On arriva enfin devant Antioche. Après un siége de six mois, la ville fut prise ; mais aux marches sous un soleil ardent, à la soif dans le désert, succéda bientôt un autre fléau non moins terrible : la faim. Il n’y avait pas moyen de rester plus longtemps dans cette ville qu’on avait souhaitée comme un port. Jérusalem était devenue non-seulement un but, mais encore une nécessité. Les croisés sortirent d’Antioche en chantant le psaume : Que le Seigneur se lève et que ses ennemis soient dispersés, et marchèrent sur Jérusalem, qu’ils aperçurent enfin en arrivant sur les hauteurs d’Emmaüs.

Ils étaient quarante mille seulement de neuf cent mille qu’ils étaient partis.

« Le lendemain, le siège commença : trois assauts se succédèrent sans résultat ; le dernier durait depuis trois jours, lorsque, enfin, le vendredi 15 juillet 1099, au jour et à l’heure mêmes où Jésus-Christ fut crucifié, deux hommes atteignirent le haut des remparts. Mais l’un tomba et l’autre resta debout ; celui qui resta debout fut Godefroy de Bouillon, et celui qui tomba, Rodolphe d’Alost, le fiancé de Béatrix. Le rêve doré du vainqueur était évanoui.
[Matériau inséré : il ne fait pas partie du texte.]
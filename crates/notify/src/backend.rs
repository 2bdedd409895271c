//! Notification backends for different platforms

use std::io::Write;
use std::process::Command;

use crate::NotifyError;

/// Seconds a kdialog popup stays on screen
const POPUP_SECONDS: &str = "5";

/// A notification to display
#[derive(Debug, Clone, Default, PartialEq, Eq)]
pub struct Notification {
    /// Notification title
    pub title: String,
    /// Notification message/body
    pub message: String,
    /// Icon name or path (optional)
    pub icon: Option<String>,
    /// Whether to play a sound
    pub sound: bool,
}

impl Notification {
    /// Create a new notification with a message
    pub fn new(message: impl Into<String>) -> Self {
        Self {
            title: crate::DEFAULT_TITLE.to_string(),
            message: message.into(),
            sound: true,
            ..Default::default()
        }
    }

    /// Set the title
    pub fn with_title(mut self, title: impl Into<String>) -> Self {
        self.title = title.into();
        self
    }

    /// Set the icon
    pub fn with_icon(mut self, icon: impl Into<String>) -> Self {
        self.icon = Some(icon.into());
        self
    }

    /// Disable sound
    pub fn silent(mut self) -> Self {
        self.sound = false;
        self
    }
}

/// Available notification backends
#[derive(Debug, Clone, Copy, PartialEq, Eq)]
pub enum Backend {
    /// macOS terminal-notifier
    TerminalNotifier,
    /// macOS osascript
    Osascript,
    /// Linux notify-send
    NotifySend,
    /// KDE kdialog
    Kdialog,
    /// WSL PowerShell
    Wsl,
    /// Fallback terminal bell
    Bell,
}

impl Backend {
    /// Detect the best available backend for the current platform
    pub fn detect() -> Self {
        #[cfg(target_os = "macos")]
        {
            if Self::command_exists("terminal-notifier") {
                return Self::TerminalNotifier;
            }
            return Self::Osascript;
        }

        #[cfg(target_os = "linux")]
        {
            if std::env::var("WSL_DISTRO_NAME").is_ok() {
                return Self::Wsl;
            }
            if Self::command_exists("notify-send") {
                return Self::NotifySend;
            }
            if Self::command_exists("kdialog") {
                return Self::Kdialog;
            }
            return Self::Bell;
        }

        #[cfg(not(any(target_os = "macos", target_os = "linux")))]
        {
            Self::Bell
        }
    }

    #[allow(dead_code)]
    fn command_exists(cmd: &str) -> bool {
        which::which(cmd).is_ok()
    }

    /// Get the name of this backend
    pub fn name(&self) -> &'static str {
        match self {
            Self::TerminalNotifier => "terminal-notifier",
            Self::Osascript => "osascript",
            Self::NotifySend => "notify-send",
            Self::Kdialog => "kdialog",
            Self::Wsl => "wsl",
            Self::Bell => "bell",
        }
    }

    /// Build the external command for this backend, if it uses one
    pub fn command(&self, notification: &Notification) -> Option<Command> {
        match self {
            Self::TerminalNotifier => Some(Self::terminal_notifier(notification)),
            Self::Osascript => Some(Self::osascript(notification)),
            Self::NotifySend => Some(Self::notify_send(notification)),
            Self::Kdialog => Some(Self::kdialog(notification)),
            Self::Wsl => Some(Self::wsl(notification)),
            Self::Bell => None,
        }
    }

    /// Send a notification using this backend
    pub fn send(&self, notification: &Notification) -> Result<(), NotifyError> {
        let Some(mut cmd) = self.command(notification) else {
            return Self::ring_bell(notification);
        };

        let status = cmd.status().map_err(|source| NotifyError::Spawn {
            backend: self.name(),
            source,
        })?;

        if !status.success() {
            return Err(NotifyError::Failed {
                backend: self.name(),
                status: status.to_string(),
            });
        }
        Ok(())
    }

    fn terminal_notifier(notification: &Notification) -> Command {
        let mut cmd = Command::new("terminal-notifier");
        cmd.args([
            "-title",
            &notification.title,
            "-message",
            &notification.message,
            "-group",
            "pomo",
        ]);

        if let Some(icon) = &notification.icon {
            cmd.args(["-appIcon", icon]);
        }

        if notification.sound {
            cmd.args(["-sound", "default"]);
        }
        cmd
    }

    fn osascript(notification: &Notification) -> Command {
        let title = notification.title.replace('"', r#"\""#);
        let message = notification.message.replace('"', r#"\""#);

        let mut script = format!(r#"display notification "{}" with title "{}""#, message, title);
        if notification.sound {
            script.push_str(r#" sound name "default""#);
        }

        let mut cmd = Command::new("osascript");
        cmd.args(["-e", &script]);
        cmd
    }

    fn notify_send(notification: &Notification) -> Command {
        let mut cmd = Command::new("notify-send");
        cmd.args([&notification.title, &notification.message]);

        if let Some(icon) = &notification.icon {
            cmd.args(["--icon", icon]);
        }

        // libnotify has no sound flag; the freedesktop sound hint covers most daemons
        if notification.sound {
            cmd.args(["--hint", "string:sound-name:complete"]);
        }
        cmd
    }

    fn kdialog(notification: &Notification) -> Command {
        let mut cmd = Command::new("kdialog");
        cmd.args([
            "--passivepopup",
            &notification.message,
            POPUP_SECONDS,
            "--title",
            &notification.title,
        ]);
        if let Some(icon) = &notification.icon {
            cmd.args(["--icon", icon]);
        }
        cmd
    }

    fn wsl(notification: &Notification) -> Command {
        // Escape single quotes for PowerShell
        let title = notification.title.replace('\'', "''");
        let message = notification.message.replace('\'', "''");

        let ps_script = format!(
            r#"[Windows.UI.Notifications.ToastNotificationManager, Windows.UI.Notifications, ContentType = WindowsRuntime] | Out-Null; $template = [Windows.UI.Notifications.ToastNotificationManager]::GetTemplateContent([Windows.UI.Notifications.ToastTemplateType]::ToastText02); $template.GetElementsByTagName('text')[0].AppendChild($template.CreateTextNode('{}')) | Out-Null; $template.GetElementsByTagName('text')[1].AppendChild($template.CreateTextNode('{}')) | Out-Null; [Windows.UI.Notifications.ToastNotificationManager]::CreateToastNotifier('pomo').Show([Windows.UI.Notifications.ToastNotification]::new($template))"#,
            title, message
        );

        let mut cmd = Command::new("powershell.exe");
        cmd.args(["-Command", &ps_script]);
        cmd
    }

    fn ring_bell(notification: &Notification) -> Result<(), NotifyError> {
        tracing::info!(title = %notification.title, message = %notification.message, "no desktop notifier, ringing bell");
        if notification.sound {
            let mut stdout = std::io::stdout();
            stdout.write_all(b"\x07")?;
            stdout.flush()?;
        }
        Ok(())
    }
}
« Godefroy de Bouillon fut élu roi sans cependant cesser d’être soldat. Au retour d’une expédition contre le sultan de Damas, l’émir de Césarée vint à lui et lui présenta des fruits de la Palestine. Godefroy prit une pomme de cèdre et la mangea. Quatre jours après, le 18 juillet de l’an 1100, il expirait après onze mois de règne et quatre ans d’absence.
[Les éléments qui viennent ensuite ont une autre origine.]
//! pomo - Interactive Pomodoro timer
//!
//! Usage:
//!   pomo                        Ask for durations, then start cycling
//!   pomo --preset deep          90 min work, 20 min break, 30 min long break
//!   pomo --work 50              Only ask for the break durations
//!   pomo --no-notify            Keep desktop notifications off

use std::io;
use std::path::PathBuf;

use anyhow::{Context, Result};
use clap::Parser;
use pomo_core::{Paths, Settings};
use pomo_notify::{DesktopNotifier, Muted, Notifier};
use tracing_subscriber::EnvFilter;

use pomo::intake::{self, Prefill, Question};
use pomo::{Alerts, Palette, Preset, Renderer, Runner, Schedule, TerminalKeyboard};

/// pomo - Pomodoro timer for the terminal
#[derive(Parser, Debug)]
#[command(name = "pomo")]
#[command(about = "Interactive Pomodoro timer with live progress and desktop notifications")]
#[command(version)]
#[command(after_help = r#"CYCLE:
    Work, Break, Work, Break, Work, Break, Work, Long Break
    After the long break the cycle restarts.

KEYS (while a session runs):
    p    Pause
    r    Resume
    s    Skip to the next session
    q    Quit

PRESETS:
    pomodoro    25 min work, 5 min break, 15 min long break
    deep        90 min work, 20 min break, 30 min long break
    quick       15 min work, 3 min break, 10 min long break

EXAMPLES:
    pomo                        # Answer three questions and start
    pomo --preset pomodoro      # Classic 25/5/15 without questions
    pomo --preset deep --work 60
    pomo --no-notify

SETTINGS:
    ~/.config/pomo/config.json  notifications, sound, icon, restart_delay_secs
"#)]
struct Cli {
    /// Work duration in minutes (0 < MINS < 180)
    #[arg(long, value_name = "MINS", value_parser = parse_work)]
    work: Option<f64>,

    /// Short break duration in minutes (0 < MINS < 60)
    #[arg(long, value_name = "MINS", value_parser = parse_short_break)]
    short_break: Option<f64>,

    /// Long break duration in minutes (0 < MINS < 120)
    #[arg(long, value_name = "MINS", value_parser = parse_long_break)]
    long_break: Option<f64>,

    /// Answer all three questions with a preset
    #[arg(long, value_enum)]
    preset: Option<Preset>,

    /// Disable desktop notifications
    #[arg(long)]
    no_notify: bool,

    /// Disable colored output
    #[arg(long)]
    no_color: bool,

    /// Notification icon
    #[arg(long, value_name = "PATH")]
    icon: Option<PathBuf>,
}

impl Cli {
    /// Explicit flags win over the preset
    fn prefill(&self) -> Prefill {
        Prefill {
            work: self.work.or(self.preset.map(|p| p.work_minutes())),
            short_break: self.short_break.or(self.preset.map(|p| p.short_break_minutes())),
            long_break: self.long_break.or(self.preset.map(|p| p.long_break_minutes())),
        }
    }

    /// `--no-notify` and the settings file can each turn notifications off
    fn notifications_enabled(&self, settings: &Settings) -> bool {
        !self.no_notify && settings.notifications
    }

    fn notifier(&self, settings: &Settings) -> Box<dyn Notifier> {
        if self.notifications_enabled(settings) {
            Box::new(DesktopNotifier::detect())
        } else {
            Box::new(Muted)
        }
    }

    /// `--icon`, then the settings file, then the asset beside the executable
    fn icon(&self, settings: &Settings, paths: &Paths) -> Option<String> {
        self.icon
            .clone()
            .or_else(|| settings.icon.clone())
            .or_else(|| paths.icon())
            .map(|path| path.to_string_lossy().into_owned())
    }
}

fn parse_minutes(question: Question, value: &str) -> Result<f64, String> {
    question
        .parse(value)
        .ok_or_else(|| format!("expected a number of minutes between 0 and {} (exclusive)", question.max))
}

fn parse_work(value: &str) -> Result<f64, String> {
    parse_minutes(Question::WORK, value)
}

fn parse_short_break(value: &str) -> Result<f64, String> {
    parse_minutes(Question::SHORT_BREAK, value)
}

fn parse_long_break(value: &str) -> Result<f64, String> {
    parse_minutes(Question::LONG_BREAK, value)
}

fn main() -> Result<()> {
    // Logs go to stderr so they never interleave with the progress line
    tracing_subscriber::fmt()
        .with_env_filter(EnvFilter::from_default_env())
        .with_writer(io::stderr)
        .init();

    let cli = Cli::parse();

    let paths = Paths::new();
    let settings = Settings::load(&paths.settings_file()).context("Failed to load settings")?;
    let palette = Palette::detect(cli.no_color);

    let config = {
        let mut input = io::stdin().lock();
        let mut output = io::stdout().lock();
        intake::gather(&mut input, &mut output, palette, cli.prefill()).context("Failed to read durations")?
    };
    tracing::debug!(?config, "configuration accepted");

    let notifier = cli.notifier(&settings);
    let alerts = Alerts::new(notifier.as_ref(), cli.icon(&settings, &paths), settings.sound);

    let renderer = Renderer::new(io::stdout(), palette);
    let mut runner = Runner::new(Schedule::new(&config), renderer, TerminalKeyboard, alerts)
        .with_restart_delay(settings.restart_delay());

    let rt = tokio::runtime::Runtime::new()?;
    rt.block_on(runner.run()).context("Timer failed")?;

    Ok(())
}

#[cfg(test)]
mod tests {
    use super::*;

    #[test]
    fn test_no_flags_asks_everything() {
        let cli = Cli::try_parse_from(["pomo"]).unwrap();
        assert_eq!(cli.prefill(), Prefill::default());
        assert!(!cli.no_notify);
    }

    #[test]
    fn test_preset_fills_all() {
        let cli = Cli::try_parse_from(["pomo", "--preset", "deep"]).unwrap();
        let prefill = cli.prefill();
        assert_eq!(prefill.work, Some(90.0));
        assert_eq!(prefill.short_break, Some(20.0));
        assert_eq!(prefill.long_break, Some(30.0));
    }

    #[test]
    fn test_flags_override_preset() {
        let cli = Cli::try_parse_from(["pomo", "--preset", "pomodoro", "--work", "50"]).unwrap();
        let prefill = cli.prefill();
        assert_eq!(prefill.work, Some(50.0));
        assert_eq!(prefill.short_break, Some(5.0));
    }

    #[test]
    fn test_out_of_range_flags_rejected() {
        assert!(Cli::try_parse_from(["pomo", "--work", "180"]).is_err());
        assert!(Cli::try_parse_from(["pomo", "--work", "abc"]).is_err());
        assert!(Cli::try_parse_from(["pomo", "--short-break", "-5"]).is_err());
        assert!(Cli::try_parse_from(["pomo", "--long-break", "999"]).is_err());
        assert!(Cli::try_parse_from(["pomo", "--preset", "forever"]).is_err());
    }

    #[test]
    fn test_switches() {
        let cli = Cli::try_parse_from(["pomo", "--no-notify", "--no-color", "--icon", "/tmp/i.png"]).unwrap();
        assert!(cli.no_notify);
        assert!(cli.no_color);
        assert_eq!(cli.icon, Some(PathBuf::from("/tmp/i.png")));
    }

    #[test]
    fn test_notifications_enabled() {
        let on = Settings::default();
        let off = Settings {
            notifications: false,
            ..Settings::default()
        };

        let cli = Cli::try_parse_from(["pomo"]).unwrap();
        assert!(cli.notifications_enabled(&on));
        assert!(!cli.notifications_enabled(&off));

        let cli = Cli::try_parse_from(["pomo", "--no-notify"]).unwrap();
        assert!(!cli.notifications_enabled(&on));
        assert!(!cli.notifications_enabled(&off));
    }

    #[test]
    fn test_icon_precedence() {
        let dir = tempfile::tempdir().unwrap();
        std::fs::write(dir.path().join(pomo_core::paths::ICON_FILE), b"png").unwrap();
        let paths = Paths {
            config: dir.path().join("cfg"),
            install: Some(dir.path().to_path_buf()),
        };
        let bundled = dir.path().join(pomo_core::paths::ICON_FILE).to_string_lossy().into_owned();
        let configured = Settings {
            icon: Some(PathBuf::from("/opt/pomo/tomato.png")),
            ..Settings::default()
        };

        let cli = Cli::try_parse_from(["pomo"]).unwrap();
        assert_eq!(cli.icon(&Settings::default(), &paths), Some(bundled));
        assert_eq!(cli.icon(&configured, &paths).as_deref(), Some("/opt/pomo/tomato.png"));

        let cli = Cli::try_parse_from(["pomo", "--icon", "/tmp/i.png"]).unwrap();
        assert_eq!(cli.icon(&configured, &paths).as_deref(), Some("/tmp/i.png"));
    }

    #[test]
    fn test_no_icon_anywhere() {
        let paths = Paths {
            config: PathBuf::from("/nonexistent/cfg"),
            install: None,
        };
        let cli = Cli::try_parse_from(["pomo"]).unwrap();
        assert_eq!(cli.icon(&Settings::default(), &paths), None);
    }
}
« Il demanda que son tombeau fût élevé près du tombeau de son jeune ami Rodolphe d’Alost, et ses dernières volontés furent exécutées.


VIII


Ces nouvelles venaient les unes après les autres retentir en Occident, et, de tous les échos qu’elles éveillaient, le plus douloureux était celui qui pleurait au cœur de Béatrix : elle avait tour à tour appris la mort du prince de Clèves son père, de Rodolphe d’Alost son fiancé, et de Godefroy de Bouillon son oncle. La moins douloureuse de ces trois nouvelles était celle de la mort de Rodolphe, qu’elle n’avait point connu ; mais les deux autres morts la faisaient deux fois orpheline : en perdant Godefroy de Bouillon, elle crut perdre un second père.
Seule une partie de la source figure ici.